* Task objective *
Return the lines from the start of the data through the line with "configuration comes from". Include both of those lines and no others.

* Input for this task *

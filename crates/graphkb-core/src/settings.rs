//! Typed, read-only view over the hierarchical configuration tree.
//!
//! The registry reads from this view but does not own the tree's lifecycle;
//! the embedding application decides where the configuration comes from
//! (file, string, layered sources).

use std::path::{Path, PathBuf};

use config::{Config, File, FileFormat};

use crate::error::{KbError, Result};
use crate::model::{Language, SlotId};
use crate::ner::TERM_RECOGNIZER_ID;

/// One entry of a slot's ordered `processors` list: the processor's registered
/// class id plus the full entry as options for its constructor.
#[derive(Debug, Clone)]
pub struct ProcessorSpec {
    pub class: String,
    pub options: serde_json::Value,
}

/// Read-only configuration view keyed by slot name and type.
#[derive(Debug, Clone)]
pub struct Settings {
    cfg: Config,
}

impl Settings {
    pub fn from_config(cfg: Config) -> Self {
        Self { cfg }
    }

    pub fn from_file(path: &Path) -> Result<Self> {
        let cfg = Config::builder()
            .add_source(File::from(path.to_path_buf()))
            .build()?;
        Ok(Self { cfg })
    }

    pub fn from_toml_str(text: &str) -> Result<Self> {
        let cfg = Config::builder()
            .add_source(File::from_str(text, FileFormat::Toml))
            .build()?;
        Ok(Self { cfg })
    }

    /// Absolute filesystem root for all per-slot storage (`data.root-dir`).
    pub fn data_root_dir(&self) -> Result<PathBuf> {
        Ok(PathBuf::from(self.cfg.get_string("data.root-dir")?))
    }

    /// Registered id of the index backend (`index-store.factory.class`).
    pub fn backend_factory_id(&self) -> Result<String> {
        Ok(self.cfg.get_string("index-store.factory.class")?)
    }

    /// Names of all declared repositories, sorted for deterministic iteration.
    /// Fails when the configuration has no `kb` section at all.
    pub fn repositories(&self) -> Result<Vec<String>> {
        let table = self
            .cfg
            .get_table("kb")
            .map_err(|_| KbError::NoKnowledgeBaseConfigured)?;
        if table.is_empty() {
            return Err(KbError::NoKnowledgeBaseConfigured);
        }
        let mut names: Vec<String> = table.into_keys().collect();
        names.sort();
        Ok(names)
    }

    /// Boolean gate for the whole repository (`kb.<repository>.enabled`).
    pub fn is_enabled(&self, repository: &str) -> Result<bool> {
        Ok(self.cfg.get_bool(&format!("kb.{repository}.enabled"))?)
    }

    /// Language tag used by the repository's recognizer.
    pub fn language(&self, repository: &str) -> Result<Language> {
        Language::parse(&self.cfg.get_string(&format!("kb.{repository}.language"))?)
    }

    /// Content types declared under `kb.<repository>.model`, sorted.
    pub fn content_types(&self, repository: &str) -> Result<Vec<String>> {
        let table = self.cfg.get_table(&format!("kb.{repository}.model"))?;
        let mut types: Vec<String> = table.into_keys().collect();
        types.sort();
        Ok(types)
    }

    /// Registered id of the slot's data-provider factory
    /// (`<type-path>.provider.class`).
    pub fn provider_id(&self, slot: &SlotId) -> Result<String> {
        Ok(self
            .cfg
            .get_string(&format!("{}.provider.class", slot.type_path()))?)
    }

    /// Registered id of the repository's entity recognizer. Optional; the
    /// built-in term recognizer is the default.
    pub fn recognizer_id(&self, repository: &str) -> Result<String> {
        match self
            .cfg
            .get_string(&format!("kb.{repository}.recognizer.class"))
        {
            Ok(id) => Ok(id),
            Err(config::ConfigError::NotFound(_)) => Ok(TERM_RECOGNIZER_ID.to_string()),
            Err(e) => Err(e.into()),
        }
    }

    /// The slot's ordered processor list (`<type-path>.processors`), or `None`
    /// when no processors are configured.
    pub fn processor_specs(&self, slot: &SlotId) -> Result<Option<Vec<ProcessorSpec>>> {
        let key = format!("{}.processors", slot.type_path());
        let items = match self.cfg.get_array(&key) {
            Ok(items) => items,
            Err(config::ConfigError::NotFound(_)) => return Ok(None),
            Err(e) => return Err(e.into()),
        };
        if items.is_empty() {
            return Ok(None);
        }
        let mut specs = Vec::with_capacity(items.len());
        for item in items {
            let options: serde_json::Value = item.try_deserialize()?;
            let class = options
                .get("class")
                .and_then(|v| v.as_str())
                .ok_or_else(|| {
                    KbError::Config(config::ConfigError::Message(format!(
                        "processor entry for {slot} is missing 'class'"
                    )))
                })?
                .to_string();
            specs.push(ProcessorSpec { class, options });
        }
        Ok(Some(specs))
    }

    /// Optional main namespace IRI of a repository
    /// (`kb.<repository>.namespaces.main`).
    pub fn namespace_main(&self, repository: &str) -> Result<Option<String>> {
        match self
            .cfg
            .get_string(&format!("kb.{repository}.namespaces.main"))
        {
            Ok(main) => Ok(Some(main)),
            Err(config::ConfigError::NotFound(_)) => Ok(None),
            Err(e) => Err(e.into()),
        }
    }

    /// Optional prefix→IRI-base mappings of a repository
    /// (`kb.<repository>.namespaces.prefixes`).
    pub fn namespace_prefixes(&self, repository: &str) -> Result<Vec<(String, String)>> {
        let table = match self
            .cfg
            .get_table(&format!("kb.{repository}.namespaces.prefixes"))
        {
            Ok(table) => table,
            Err(config::ConfigError::NotFound(_)) => return Ok(Vec::new()),
            Err(e) => return Err(e.into()),
        };
        let mut prefixes = Vec::with_capacity(table.len());
        for (prefix, value) in table {
            prefixes.push((prefix, value.into_string()?));
        }
        prefixes.sort();
        Ok(prefixes)
    }

    /// Generic string lookup for plugin-specific keys.
    pub fn string(&self, key: &str) -> Result<String> {
        Ok(self.cfg.get_string(key)?)
    }

    /// Generic array lookup for plugin-specific keys, as JSON values.
    pub fn json_array(&self, key: &str) -> Result<Vec<serde_json::Value>> {
        let items = self.cfg.get_array(key)?;
        let mut values = Vec::with_capacity(items.len());
        for item in items {
            values.push(item.try_deserialize()?);
        }
        Ok(values)
    }
}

* Task answer *
filename crates/graphkb-core/src/settings.rs
//! Typed, read-only view over the hierarchical configuration tree.
//!
//! The registry reads from this view but does not own the tree's lifecycle;
//! the embedding application decides where the configuration comes from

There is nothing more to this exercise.